— Work item —
Your response should reproduce every line of the entries that contains the word "against".

— Entries supplied —
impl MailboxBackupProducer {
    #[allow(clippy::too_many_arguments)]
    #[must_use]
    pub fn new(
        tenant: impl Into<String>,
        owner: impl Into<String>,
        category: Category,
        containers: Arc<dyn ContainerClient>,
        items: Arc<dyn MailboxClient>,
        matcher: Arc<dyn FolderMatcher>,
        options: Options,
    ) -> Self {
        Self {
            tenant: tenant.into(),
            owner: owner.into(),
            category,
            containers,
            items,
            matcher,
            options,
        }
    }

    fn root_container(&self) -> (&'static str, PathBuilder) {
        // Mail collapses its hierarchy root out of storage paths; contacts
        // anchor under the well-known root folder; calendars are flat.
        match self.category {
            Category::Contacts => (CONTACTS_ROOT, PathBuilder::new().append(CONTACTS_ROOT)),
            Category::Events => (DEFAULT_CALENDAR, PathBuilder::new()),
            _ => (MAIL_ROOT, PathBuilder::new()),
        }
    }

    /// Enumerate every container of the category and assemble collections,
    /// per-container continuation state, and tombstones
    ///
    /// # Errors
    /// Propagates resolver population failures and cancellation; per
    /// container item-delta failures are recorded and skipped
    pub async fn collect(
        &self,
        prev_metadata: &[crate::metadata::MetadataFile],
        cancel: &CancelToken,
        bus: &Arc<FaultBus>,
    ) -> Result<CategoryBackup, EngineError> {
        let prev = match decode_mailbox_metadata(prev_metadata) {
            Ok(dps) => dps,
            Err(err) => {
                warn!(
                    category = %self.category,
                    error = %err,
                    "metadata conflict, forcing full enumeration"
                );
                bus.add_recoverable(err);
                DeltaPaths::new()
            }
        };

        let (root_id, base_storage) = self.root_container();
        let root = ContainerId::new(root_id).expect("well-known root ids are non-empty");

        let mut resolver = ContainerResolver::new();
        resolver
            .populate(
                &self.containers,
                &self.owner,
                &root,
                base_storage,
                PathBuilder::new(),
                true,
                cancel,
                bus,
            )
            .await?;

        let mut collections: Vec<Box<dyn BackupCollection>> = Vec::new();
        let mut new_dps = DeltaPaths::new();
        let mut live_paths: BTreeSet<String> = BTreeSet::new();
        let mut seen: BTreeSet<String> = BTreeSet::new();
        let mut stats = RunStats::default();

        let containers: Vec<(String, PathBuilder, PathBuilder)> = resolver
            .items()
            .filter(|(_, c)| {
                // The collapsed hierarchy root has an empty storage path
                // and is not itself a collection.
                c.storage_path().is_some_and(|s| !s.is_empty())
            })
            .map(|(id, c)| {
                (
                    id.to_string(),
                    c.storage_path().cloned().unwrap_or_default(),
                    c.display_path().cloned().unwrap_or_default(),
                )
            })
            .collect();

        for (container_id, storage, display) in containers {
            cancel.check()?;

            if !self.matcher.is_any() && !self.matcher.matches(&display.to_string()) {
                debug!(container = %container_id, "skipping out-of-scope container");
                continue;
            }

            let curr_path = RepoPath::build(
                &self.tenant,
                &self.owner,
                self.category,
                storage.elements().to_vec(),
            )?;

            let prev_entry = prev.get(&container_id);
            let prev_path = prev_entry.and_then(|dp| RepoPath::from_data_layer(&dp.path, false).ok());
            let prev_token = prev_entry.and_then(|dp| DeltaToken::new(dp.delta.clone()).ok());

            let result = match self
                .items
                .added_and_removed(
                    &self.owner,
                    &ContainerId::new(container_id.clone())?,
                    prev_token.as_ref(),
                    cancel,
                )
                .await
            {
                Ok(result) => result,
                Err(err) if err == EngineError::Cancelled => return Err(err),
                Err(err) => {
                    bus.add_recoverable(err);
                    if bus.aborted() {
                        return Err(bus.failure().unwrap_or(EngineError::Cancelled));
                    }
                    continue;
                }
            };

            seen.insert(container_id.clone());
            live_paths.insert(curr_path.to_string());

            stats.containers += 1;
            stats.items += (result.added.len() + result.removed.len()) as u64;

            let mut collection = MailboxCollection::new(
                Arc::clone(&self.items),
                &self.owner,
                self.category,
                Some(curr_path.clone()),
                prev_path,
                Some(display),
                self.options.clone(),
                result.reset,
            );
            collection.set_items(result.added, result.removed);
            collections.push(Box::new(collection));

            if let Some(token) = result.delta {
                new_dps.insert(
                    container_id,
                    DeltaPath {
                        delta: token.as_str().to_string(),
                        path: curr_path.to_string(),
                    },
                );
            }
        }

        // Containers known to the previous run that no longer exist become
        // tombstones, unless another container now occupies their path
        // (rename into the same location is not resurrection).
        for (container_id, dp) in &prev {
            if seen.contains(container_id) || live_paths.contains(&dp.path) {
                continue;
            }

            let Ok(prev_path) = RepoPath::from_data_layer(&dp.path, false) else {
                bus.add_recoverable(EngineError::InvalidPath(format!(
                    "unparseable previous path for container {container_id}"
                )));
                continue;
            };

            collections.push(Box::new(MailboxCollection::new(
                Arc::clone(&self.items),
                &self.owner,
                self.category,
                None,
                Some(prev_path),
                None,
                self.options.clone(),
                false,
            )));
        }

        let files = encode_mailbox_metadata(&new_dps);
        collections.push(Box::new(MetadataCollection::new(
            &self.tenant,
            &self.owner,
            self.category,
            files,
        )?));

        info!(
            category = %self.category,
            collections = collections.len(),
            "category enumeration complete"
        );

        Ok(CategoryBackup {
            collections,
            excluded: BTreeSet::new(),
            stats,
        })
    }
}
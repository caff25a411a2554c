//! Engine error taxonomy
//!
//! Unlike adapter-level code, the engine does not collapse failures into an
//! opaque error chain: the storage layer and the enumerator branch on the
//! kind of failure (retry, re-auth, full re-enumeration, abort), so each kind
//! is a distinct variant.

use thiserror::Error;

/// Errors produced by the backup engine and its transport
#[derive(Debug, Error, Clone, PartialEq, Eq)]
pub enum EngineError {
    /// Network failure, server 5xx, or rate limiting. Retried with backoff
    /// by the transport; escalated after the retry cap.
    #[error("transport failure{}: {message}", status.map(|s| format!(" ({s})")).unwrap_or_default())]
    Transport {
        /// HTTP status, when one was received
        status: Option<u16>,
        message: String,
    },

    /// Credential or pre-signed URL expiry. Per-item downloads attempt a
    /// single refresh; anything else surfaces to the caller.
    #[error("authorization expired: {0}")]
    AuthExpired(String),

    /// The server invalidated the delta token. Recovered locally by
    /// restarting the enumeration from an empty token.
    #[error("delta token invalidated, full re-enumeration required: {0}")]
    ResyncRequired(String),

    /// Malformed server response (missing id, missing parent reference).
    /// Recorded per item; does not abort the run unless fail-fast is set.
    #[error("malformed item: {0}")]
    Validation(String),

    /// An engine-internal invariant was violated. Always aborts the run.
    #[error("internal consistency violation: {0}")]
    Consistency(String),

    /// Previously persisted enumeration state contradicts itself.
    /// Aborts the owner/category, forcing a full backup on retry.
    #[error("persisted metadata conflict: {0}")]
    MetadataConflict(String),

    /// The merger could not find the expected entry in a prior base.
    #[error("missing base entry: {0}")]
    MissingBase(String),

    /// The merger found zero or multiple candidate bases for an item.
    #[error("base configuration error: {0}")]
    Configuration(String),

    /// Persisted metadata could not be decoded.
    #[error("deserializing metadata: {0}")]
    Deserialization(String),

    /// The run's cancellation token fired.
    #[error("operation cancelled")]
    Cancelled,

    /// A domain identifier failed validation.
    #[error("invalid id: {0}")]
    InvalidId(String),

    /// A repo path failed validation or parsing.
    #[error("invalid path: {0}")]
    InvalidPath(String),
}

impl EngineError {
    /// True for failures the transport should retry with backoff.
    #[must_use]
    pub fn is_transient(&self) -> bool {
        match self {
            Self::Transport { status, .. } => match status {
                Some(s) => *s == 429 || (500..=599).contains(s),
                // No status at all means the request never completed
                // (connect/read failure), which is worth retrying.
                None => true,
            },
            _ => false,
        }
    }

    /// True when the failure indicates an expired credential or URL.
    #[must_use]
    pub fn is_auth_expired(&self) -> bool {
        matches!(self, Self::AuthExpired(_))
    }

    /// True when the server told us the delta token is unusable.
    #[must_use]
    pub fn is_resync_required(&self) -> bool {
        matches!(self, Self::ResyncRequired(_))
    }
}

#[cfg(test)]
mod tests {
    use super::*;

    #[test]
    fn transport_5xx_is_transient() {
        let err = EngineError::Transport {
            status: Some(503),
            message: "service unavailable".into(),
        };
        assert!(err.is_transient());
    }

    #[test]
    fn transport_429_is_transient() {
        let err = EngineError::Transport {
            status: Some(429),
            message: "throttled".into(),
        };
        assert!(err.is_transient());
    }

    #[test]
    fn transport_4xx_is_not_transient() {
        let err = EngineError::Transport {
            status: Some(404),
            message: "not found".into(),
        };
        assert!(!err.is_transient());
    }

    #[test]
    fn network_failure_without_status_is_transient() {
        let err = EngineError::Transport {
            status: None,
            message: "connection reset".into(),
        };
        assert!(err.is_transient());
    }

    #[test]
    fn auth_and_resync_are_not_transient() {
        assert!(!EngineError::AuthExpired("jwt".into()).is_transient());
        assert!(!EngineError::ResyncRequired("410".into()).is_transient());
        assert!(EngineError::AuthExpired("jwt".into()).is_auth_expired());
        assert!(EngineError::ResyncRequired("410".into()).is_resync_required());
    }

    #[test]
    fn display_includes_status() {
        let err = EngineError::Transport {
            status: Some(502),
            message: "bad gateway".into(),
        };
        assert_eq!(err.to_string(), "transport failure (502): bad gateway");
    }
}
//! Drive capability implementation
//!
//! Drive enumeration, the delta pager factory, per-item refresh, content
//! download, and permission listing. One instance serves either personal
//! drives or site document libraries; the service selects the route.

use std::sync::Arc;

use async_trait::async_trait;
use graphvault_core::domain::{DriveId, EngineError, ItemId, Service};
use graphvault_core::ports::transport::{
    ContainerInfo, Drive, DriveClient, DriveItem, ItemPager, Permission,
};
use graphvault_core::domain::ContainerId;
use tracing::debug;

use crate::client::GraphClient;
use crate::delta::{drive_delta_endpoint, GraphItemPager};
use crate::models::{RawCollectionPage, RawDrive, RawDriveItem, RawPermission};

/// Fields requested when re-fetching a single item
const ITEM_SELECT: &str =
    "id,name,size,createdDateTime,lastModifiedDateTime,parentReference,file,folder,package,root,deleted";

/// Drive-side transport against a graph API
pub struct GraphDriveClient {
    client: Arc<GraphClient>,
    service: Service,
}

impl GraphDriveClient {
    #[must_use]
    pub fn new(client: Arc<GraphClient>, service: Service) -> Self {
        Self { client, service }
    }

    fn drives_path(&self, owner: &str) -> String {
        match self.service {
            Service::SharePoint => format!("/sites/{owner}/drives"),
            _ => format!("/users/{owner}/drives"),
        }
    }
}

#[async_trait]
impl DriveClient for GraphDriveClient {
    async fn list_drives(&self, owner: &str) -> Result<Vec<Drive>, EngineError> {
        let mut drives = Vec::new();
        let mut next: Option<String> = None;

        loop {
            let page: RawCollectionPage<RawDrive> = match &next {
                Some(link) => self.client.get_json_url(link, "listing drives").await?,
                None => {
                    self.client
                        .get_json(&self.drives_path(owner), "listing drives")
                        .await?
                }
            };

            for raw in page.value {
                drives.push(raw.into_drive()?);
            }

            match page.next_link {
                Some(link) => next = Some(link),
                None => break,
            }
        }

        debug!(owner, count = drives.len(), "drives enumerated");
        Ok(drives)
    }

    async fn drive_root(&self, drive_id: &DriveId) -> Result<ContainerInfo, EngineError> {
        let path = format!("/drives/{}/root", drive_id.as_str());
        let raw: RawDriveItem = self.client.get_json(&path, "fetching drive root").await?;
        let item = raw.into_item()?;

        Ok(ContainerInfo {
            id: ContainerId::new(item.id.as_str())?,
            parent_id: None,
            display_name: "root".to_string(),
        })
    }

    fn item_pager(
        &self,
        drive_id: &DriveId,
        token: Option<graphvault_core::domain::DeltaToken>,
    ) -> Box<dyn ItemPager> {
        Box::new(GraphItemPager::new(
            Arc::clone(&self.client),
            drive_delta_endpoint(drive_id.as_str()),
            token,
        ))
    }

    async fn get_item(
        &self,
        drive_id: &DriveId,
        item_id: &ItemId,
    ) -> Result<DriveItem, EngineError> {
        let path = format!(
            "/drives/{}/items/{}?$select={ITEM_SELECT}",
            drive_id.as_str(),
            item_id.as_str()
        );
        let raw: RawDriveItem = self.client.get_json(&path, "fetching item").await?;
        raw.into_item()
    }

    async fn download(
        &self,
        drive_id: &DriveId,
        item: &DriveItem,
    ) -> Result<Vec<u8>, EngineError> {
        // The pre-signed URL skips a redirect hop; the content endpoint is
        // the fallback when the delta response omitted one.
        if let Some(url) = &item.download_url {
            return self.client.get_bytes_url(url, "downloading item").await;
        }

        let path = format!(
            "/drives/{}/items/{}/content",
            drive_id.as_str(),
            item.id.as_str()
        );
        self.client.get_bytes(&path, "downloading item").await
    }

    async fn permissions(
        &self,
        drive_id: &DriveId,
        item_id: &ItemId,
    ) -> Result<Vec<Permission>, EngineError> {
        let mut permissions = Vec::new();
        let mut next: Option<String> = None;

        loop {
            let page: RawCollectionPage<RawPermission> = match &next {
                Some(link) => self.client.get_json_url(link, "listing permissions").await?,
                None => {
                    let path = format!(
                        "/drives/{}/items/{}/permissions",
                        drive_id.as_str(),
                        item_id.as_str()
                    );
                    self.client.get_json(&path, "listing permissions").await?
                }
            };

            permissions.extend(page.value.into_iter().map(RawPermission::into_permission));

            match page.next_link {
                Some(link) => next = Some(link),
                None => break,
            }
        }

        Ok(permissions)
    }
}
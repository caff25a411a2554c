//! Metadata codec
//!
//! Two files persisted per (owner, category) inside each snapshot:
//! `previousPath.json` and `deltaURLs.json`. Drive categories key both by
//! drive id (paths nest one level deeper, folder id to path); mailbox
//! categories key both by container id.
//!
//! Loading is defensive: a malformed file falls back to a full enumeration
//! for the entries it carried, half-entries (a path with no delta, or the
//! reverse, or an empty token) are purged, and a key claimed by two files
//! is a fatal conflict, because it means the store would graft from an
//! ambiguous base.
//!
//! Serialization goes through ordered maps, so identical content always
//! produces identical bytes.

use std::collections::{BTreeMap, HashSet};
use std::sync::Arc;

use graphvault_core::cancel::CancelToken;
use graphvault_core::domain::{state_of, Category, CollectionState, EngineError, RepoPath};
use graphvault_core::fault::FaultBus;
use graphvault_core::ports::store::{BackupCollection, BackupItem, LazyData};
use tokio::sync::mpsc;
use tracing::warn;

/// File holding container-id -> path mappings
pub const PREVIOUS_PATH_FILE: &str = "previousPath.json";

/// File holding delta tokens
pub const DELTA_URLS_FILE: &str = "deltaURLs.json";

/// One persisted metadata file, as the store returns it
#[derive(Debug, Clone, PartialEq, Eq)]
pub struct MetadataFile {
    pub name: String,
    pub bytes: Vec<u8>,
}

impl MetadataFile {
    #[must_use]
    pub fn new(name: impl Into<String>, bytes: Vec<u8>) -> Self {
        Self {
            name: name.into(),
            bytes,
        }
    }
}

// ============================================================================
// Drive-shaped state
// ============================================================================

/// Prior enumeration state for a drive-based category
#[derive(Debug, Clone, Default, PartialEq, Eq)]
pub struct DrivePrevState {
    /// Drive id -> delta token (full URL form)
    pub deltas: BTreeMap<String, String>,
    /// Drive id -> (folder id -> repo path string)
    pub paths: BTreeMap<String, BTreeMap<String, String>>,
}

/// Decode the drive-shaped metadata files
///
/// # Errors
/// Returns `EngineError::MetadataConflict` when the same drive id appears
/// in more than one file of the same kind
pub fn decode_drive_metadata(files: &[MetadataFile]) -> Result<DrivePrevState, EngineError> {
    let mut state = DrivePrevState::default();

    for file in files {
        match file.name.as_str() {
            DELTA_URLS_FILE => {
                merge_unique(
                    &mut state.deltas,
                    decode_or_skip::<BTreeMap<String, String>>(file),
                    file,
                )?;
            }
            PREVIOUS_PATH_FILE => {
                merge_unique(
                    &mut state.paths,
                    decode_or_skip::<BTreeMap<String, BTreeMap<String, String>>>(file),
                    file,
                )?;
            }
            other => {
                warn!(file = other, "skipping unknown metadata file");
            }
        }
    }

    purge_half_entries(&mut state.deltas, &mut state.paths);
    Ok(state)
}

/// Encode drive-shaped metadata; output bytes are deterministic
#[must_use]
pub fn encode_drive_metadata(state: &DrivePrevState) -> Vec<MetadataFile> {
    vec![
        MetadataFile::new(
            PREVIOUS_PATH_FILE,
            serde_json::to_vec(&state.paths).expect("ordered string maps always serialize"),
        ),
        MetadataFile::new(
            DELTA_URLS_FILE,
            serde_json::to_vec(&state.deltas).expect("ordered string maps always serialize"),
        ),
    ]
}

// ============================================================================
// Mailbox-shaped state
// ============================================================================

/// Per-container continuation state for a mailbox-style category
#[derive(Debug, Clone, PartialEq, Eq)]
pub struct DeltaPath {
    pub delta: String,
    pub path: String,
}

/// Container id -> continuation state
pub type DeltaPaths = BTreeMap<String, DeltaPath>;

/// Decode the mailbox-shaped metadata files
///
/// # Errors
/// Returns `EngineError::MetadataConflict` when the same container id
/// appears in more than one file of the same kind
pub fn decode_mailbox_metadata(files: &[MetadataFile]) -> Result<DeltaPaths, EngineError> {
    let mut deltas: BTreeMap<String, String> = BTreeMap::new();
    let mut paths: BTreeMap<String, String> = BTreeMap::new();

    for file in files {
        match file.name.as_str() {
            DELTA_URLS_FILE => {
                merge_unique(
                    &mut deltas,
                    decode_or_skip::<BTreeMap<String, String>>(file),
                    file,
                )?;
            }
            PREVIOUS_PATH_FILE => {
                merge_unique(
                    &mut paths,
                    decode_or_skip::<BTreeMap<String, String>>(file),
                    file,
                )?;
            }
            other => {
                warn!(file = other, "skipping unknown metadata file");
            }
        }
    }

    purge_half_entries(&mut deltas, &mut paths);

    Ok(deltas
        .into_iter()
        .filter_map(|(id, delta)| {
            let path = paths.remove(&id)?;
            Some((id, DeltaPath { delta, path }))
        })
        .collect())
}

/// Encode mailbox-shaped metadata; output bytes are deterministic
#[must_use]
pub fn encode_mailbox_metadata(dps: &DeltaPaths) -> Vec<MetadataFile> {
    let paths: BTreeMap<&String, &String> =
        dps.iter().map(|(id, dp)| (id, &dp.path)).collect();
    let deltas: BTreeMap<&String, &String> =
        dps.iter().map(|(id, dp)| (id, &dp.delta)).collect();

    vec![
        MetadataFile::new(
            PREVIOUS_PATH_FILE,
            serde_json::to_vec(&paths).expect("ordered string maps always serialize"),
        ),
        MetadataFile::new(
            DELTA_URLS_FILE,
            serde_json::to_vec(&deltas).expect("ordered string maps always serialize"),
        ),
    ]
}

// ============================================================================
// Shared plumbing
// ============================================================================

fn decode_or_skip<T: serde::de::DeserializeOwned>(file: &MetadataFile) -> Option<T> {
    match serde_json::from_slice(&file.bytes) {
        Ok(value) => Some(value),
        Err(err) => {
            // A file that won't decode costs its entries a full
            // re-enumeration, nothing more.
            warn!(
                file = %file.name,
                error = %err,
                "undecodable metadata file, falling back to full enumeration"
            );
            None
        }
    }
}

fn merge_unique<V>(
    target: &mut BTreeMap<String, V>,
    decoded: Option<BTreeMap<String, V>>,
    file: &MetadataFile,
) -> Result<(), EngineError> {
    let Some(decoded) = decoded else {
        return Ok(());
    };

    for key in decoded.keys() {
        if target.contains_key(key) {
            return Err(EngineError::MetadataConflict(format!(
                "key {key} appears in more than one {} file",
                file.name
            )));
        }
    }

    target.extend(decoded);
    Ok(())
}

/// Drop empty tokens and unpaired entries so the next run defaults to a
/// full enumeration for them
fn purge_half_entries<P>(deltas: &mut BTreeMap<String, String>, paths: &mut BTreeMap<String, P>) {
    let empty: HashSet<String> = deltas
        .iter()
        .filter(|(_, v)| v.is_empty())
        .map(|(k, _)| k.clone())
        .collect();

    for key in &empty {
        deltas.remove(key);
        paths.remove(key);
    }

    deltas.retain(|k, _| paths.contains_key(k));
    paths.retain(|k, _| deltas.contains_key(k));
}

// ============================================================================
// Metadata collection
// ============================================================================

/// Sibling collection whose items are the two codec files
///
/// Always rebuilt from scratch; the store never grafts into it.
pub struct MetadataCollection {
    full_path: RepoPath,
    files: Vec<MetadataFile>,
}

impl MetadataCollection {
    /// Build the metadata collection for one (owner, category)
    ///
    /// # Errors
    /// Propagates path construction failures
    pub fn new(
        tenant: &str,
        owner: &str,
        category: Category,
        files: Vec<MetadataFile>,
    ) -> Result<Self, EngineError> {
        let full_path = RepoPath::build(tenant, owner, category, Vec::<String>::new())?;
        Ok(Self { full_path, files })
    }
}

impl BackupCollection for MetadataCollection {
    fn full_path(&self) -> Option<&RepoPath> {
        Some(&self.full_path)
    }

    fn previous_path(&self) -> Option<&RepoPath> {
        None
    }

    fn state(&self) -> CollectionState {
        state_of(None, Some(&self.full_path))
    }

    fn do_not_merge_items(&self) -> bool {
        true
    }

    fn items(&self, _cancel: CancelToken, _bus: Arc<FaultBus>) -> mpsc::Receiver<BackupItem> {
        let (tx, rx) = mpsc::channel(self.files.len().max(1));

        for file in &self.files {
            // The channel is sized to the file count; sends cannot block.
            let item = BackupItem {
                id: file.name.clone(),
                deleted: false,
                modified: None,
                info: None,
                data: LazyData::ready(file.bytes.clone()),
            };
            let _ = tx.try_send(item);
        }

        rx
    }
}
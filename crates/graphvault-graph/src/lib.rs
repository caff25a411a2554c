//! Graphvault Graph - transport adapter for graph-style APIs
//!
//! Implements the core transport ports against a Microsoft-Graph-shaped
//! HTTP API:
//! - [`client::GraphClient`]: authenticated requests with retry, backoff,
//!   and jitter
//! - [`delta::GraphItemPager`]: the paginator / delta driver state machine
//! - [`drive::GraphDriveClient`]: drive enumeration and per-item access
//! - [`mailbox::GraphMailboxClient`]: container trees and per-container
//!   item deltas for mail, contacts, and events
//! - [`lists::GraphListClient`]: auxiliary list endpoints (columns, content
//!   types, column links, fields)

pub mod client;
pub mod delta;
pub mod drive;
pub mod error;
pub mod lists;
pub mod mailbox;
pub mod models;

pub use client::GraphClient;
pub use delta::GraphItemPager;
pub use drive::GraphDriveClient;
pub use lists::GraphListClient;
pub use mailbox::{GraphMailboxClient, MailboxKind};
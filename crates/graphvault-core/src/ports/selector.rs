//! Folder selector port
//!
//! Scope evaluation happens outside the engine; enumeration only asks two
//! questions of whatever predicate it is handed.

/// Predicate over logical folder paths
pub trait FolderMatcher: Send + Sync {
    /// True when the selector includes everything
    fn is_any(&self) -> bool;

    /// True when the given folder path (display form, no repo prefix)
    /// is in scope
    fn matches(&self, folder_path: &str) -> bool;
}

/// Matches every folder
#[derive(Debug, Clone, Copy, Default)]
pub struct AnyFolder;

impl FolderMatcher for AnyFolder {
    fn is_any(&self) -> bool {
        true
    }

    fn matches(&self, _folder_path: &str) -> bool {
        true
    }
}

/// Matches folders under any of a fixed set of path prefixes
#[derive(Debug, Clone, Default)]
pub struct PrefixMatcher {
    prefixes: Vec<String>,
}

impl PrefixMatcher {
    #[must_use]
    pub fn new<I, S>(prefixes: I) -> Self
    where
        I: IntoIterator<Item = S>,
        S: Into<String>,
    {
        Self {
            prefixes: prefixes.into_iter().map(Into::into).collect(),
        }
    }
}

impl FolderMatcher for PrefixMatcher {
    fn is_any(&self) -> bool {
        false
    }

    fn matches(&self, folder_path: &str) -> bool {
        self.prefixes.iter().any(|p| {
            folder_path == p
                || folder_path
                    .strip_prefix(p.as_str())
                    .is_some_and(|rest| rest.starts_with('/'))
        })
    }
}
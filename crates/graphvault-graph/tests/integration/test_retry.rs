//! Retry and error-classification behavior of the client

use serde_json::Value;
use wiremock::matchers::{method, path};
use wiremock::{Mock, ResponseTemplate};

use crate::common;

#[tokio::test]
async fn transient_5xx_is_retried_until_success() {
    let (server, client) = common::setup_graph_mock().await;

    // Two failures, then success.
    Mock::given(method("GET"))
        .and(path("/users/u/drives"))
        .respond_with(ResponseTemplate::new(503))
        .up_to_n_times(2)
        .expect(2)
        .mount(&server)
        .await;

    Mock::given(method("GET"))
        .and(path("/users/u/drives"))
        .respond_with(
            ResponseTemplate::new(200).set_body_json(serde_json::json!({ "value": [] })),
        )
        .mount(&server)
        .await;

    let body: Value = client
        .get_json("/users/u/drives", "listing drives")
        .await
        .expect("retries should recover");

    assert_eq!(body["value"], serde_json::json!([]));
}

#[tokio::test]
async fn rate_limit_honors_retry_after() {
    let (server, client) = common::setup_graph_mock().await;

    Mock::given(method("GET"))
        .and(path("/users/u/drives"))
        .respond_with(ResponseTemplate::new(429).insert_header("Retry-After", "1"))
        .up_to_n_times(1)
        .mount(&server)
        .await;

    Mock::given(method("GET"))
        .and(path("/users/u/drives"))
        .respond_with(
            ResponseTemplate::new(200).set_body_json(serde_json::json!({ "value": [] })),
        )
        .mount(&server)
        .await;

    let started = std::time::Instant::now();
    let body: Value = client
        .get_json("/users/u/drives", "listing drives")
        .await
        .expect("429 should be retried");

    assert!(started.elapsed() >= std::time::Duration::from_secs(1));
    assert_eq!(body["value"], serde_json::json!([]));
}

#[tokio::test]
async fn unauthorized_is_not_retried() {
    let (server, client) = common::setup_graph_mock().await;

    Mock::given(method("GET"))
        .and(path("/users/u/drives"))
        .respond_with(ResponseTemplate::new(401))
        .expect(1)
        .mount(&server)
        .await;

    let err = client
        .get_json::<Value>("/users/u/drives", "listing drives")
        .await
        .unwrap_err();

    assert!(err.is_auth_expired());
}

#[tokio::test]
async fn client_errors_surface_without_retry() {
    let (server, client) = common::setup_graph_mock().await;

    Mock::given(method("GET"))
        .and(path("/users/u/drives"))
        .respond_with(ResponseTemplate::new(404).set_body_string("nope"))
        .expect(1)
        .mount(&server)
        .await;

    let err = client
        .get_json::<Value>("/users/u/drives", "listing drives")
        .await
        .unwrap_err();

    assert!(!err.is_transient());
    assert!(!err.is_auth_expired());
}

— Task solution —
/// Drive-side transport against a graph API
//! Implements the core transport ports against a Microsoft-Graph-shaped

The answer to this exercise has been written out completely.